Adweek was given a preview this week of Nielsen’s new multiplatform measuring tool, total audience measurement. This is Nielsen’s attempt to take that atomization and shove it back in the bottle from which it came. Here are key takeaways from the Adweek article:

…total audience measurement is real and, given the industry’s growing cries this fall (in the face of more live TV viewership declines) for a tool that will finally allow them to fully measure and monetize viewers, it’s spectacular…

The result is total audience measurement, Nielsen’s single-sourced platform to account for all viewing across linear TV, DVR, VOD, connected TV devices (Roku, Apple TV and Xbox), mobile, PC and tablets…
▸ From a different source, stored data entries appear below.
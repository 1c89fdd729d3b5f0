use std::time::{Duration, Instant};

use crossbeam_channel::Receiver;

use crate::{
    BeatDisplay, ClackError, ControlEvent, Result, RunSettings, Sound, Status, TickPlayer,
    TimeSignature, Transport, TransportState,
};

/// Largest timer error absorbed without moving the schedule.
pub const DRIFT_TOLERANCE: Duration = Duration::from_millis(10);

/// Outcome of [`DriftClock::observe`].
#[derive(Debug, Clone, Copy, PartialEq, Eq)]
pub enum Drift {
    /// The schedule advanced by exactly one interval.
    OnSchedule,
    /// The timer was off by more than [`DRIFT_TOLERANCE`]; the schedule now
    /// counts from the actual fire time.
    Resynced { late: bool, by: Duration },
}

/// Fixed-interval schedule that does not accumulate timer jitter.
#[derive(Debug, Clone)]
pub struct DriftClock {
    interval: Duration,
    next_tick: Instant,
}

impl DriftClock {
    /// The first tick is due at `start`.
    pub fn new(interval: Duration, start: Instant) -> Self {
        Self {
            interval,
            next_tick: start,
        }
    }

    pub fn interval(&self) -> Duration {
        self.interval
    }

    /// Instant the next tick is scheduled for.
    pub fn next_tick(&self) -> Instant {
        self.next_tick
    }

    /// Accounts for a timer that fired at `fired_at` and schedules the next
    /// tick.
    ///
    /// Small errors are ignored so the long-run tempo stays exact. A stall
    /// beyond the tolerance is accepted as lost time instead of being made
    /// up with a burst of catch-up ticks.
    pub fn observe(&mut self, fired_at: Instant) -> Drift {
        let (late, by) = match fired_at.checked_duration_since(self.next_tick) {
            Some(by) => (true, by),
            None => (false, self.next_tick.duration_since(fired_at)),
        };

        if by > DRIFT_TOLERANCE {
            self.next_tick = fired_at + self.interval;
            Drift::Resynced { late, by }
        } else {
            self.next_tick += self.interval;
            Drift::OnSchedule
        }
    }
}

/// Counters returned when the tick loop stops.
#[derive(Debug, Clone, Copy, Default, PartialEq, Eq)]
pub struct TickReport {
    /// Audible ticks played.
    pub ticks: u64,
    /// Times the schedule had to be rebuilt after a stall.
    pub resyncs: u64,
}

/// Drives the metronome: owns the tick counter, the clock and the transport,
/// and is the only place any of them change.
#[derive(Debug)]
pub struct TickScheduler<P, D> {
    signature: TimeSignature,
    clock: DriftClock,
    transport: Transport,
    report: TickReport,
    player: P,
    display: D,
}

impl<P: TickPlayer, D: BeatDisplay> TickScheduler<P, D> {
    /// Creates a scheduler whose first tick is due immediately.
    pub fn new(settings: RunSettings, player: P, display: D) -> Self {
        Self::starting_at(settings, player, display, Instant::now())
    }

    pub fn starting_at(settings: RunSettings, player: P, display: D, start: Instant) -> Self {
        Self {
            signature: settings.signature,
            clock: DriftClock::new(settings.beat_interval(), start),
            transport: Transport::new(),
            report: TickReport::default(),
            player,
            display,
        }
    }

    pub fn interval(&self) -> Duration {
        self.clock.interval()
    }

    pub fn clock(&self) -> &DriftClock {
        &self.clock
    }

    pub fn state(&self) -> TransportState {
        self.transport.state()
    }

    /// Number of audible ticks so far.
    pub fn ticks(&self) -> u64 {
        self.report.ticks
    }

    /// Beat index the next audible tick will land on.
    pub fn next_beat(&self) -> u32 {
        (self.report.ticks % u64::from(self.signature.beats)) as u32
    }

    /// Handles one timer expiry.
    ///
    /// The clock always advances. Sound and display only happen while
    /// running, so a paused metronome keeps its beat phase.
    pub fn on_timer(&mut self, fired_at: Instant) -> Result<()> {
        if self.transport.is_stopped() {
            return Ok(());
        }

        if let Drift::Resynced { late, by } = self.clock.observe(fired_at) {
            self.report.resyncs += 1;
            tracing::debug!(late, drift = ?by, "timer drifted, resynchronised");
        }

        if !self.transport.is_running() {
            return Ok(());
        }

        let beat = self.next_beat();
        self.player.play_tick(Sound::for_beat(beat));
        self.display.render_beat(self.signature.beats, beat)?;
        self.report.ticks += 1;
        Ok(())
    }

    pub fn on_control(&mut self, event: ControlEvent) -> Result<()> {
        match event {
            ControlEvent::TogglePause => {
                let status = match self.transport.toggle_pause() {
                    TransportState::Paused => Status::Paused,
                    TransportState::Running => Status::Resumed,
                    TransportState::Stopped => return Ok(()),
                };
                tracing::debug!(%status, ticks = self.report.ticks, "transport toggled");
                self.display.show_status(status)
            }
            ControlEvent::Quit => {
                self.stop();
                Ok(())
            }
            ControlEvent::InputFailed(reason) => {
                self.stop();
                Err(ClackError::InputDevice(reason))
            }
        }
    }

    /// Runs until a quit request arrives on `controls` and returns the
    /// final counters.
    ///
    /// A closed control channel counts as a quit request.
    pub fn run(mut self, controls: &Receiver<ControlEvent>) -> Result<TickReport> {
        tracing::debug!(
            signature = %self.signature,
            interval = ?self.clock.interval(),
            "metronome started"
        );

        while !self.transport.is_stopped() {
            let timer = crossbeam_channel::at(self.clock.next_tick());

            crossbeam_channel::select! {
                // The message is the deadline itself; drift has to be
                // measured against the time the wakeup really happened.
                recv(timer) -> _ => {
                    self.on_timer(Instant::now())?;
                    if self.transport.is_paused() {
                        self.drain(controls)?;
                    }
                }
                recv(controls) -> event => match event {
                    Ok(event) => self.on_control(event)?,
                    Err(_) => {
                        tracing::debug!("control channel closed");
                        self.stop();
                    }
                },
            }
        }

        self.display.clear()?;
        tracing::debug!(
            ticks = self.report.ticks,
            resyncs = self.report.resyncs,
            "metronome stopped"
        );
        Ok(self.report)
    }

    /// Handles whatever is already queued without blocking.
    fn drain(&mut self, controls: &Receiver<ControlEvent>) -> Result<()> {
        while !self.transport.is_stopped() {
            let Ok(event) = controls.try_recv() else {
                break;
            };
            self.on_control(event)?;
        }
        Ok(())
    }

    fn stop(&mut self) {
        self.player.silence();
        self.transport.stop();
    }
}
(Nielsen evp Megan Clarken) “What we’re acutely aware of is our measurement underpins $70 billion worth of advertising,” she added.

Make no mistake, this is entirely about advertising and the potential collapse of the top-down, stage-to-audience hegemony that runs everything. Why else use the word “audience?” With that word, Nielsen is saying, “Hey, everybody, nothing has changed. You needed us to figure out how to crunch these numbers to tell the story of how relevant you’ve stayed through this whole disruption mess. Thank God, right?” With $70 billion at stake, the back pats are deserved.

Or not.

“Audience” is defined as “the assembled spectators or listeners at a public event, such as a play, movie, concert, or meeting.” Mass media requires a mass (an audience) in order to get paid by advertisers who want to reach those audience members in order to advance commerce. Audiences are captive. They sit in seats and pay attention.

Or not.

Everyday people — those who Jay Rosen brilliantly tagged 10 years ago as “The people formerly known as the audience” — are using technology in their war against manipulation by forces that could do whatever they wished in the mass marketing era. Television advertising still works and probably always will, but it’s nowhere near what it used to be. According to the Adweek article, “live” television viewing makes up only 45% of a program’s total “audience.” Those technologies that Nielsen is putting together include those that run without commercials or can be skipped. Moreover, even if people don’t change the channel during commercial breaks, they are on to secondary screens, and their attention is diverted. Not all views are equal in the eyes of increasingly educated advertisers.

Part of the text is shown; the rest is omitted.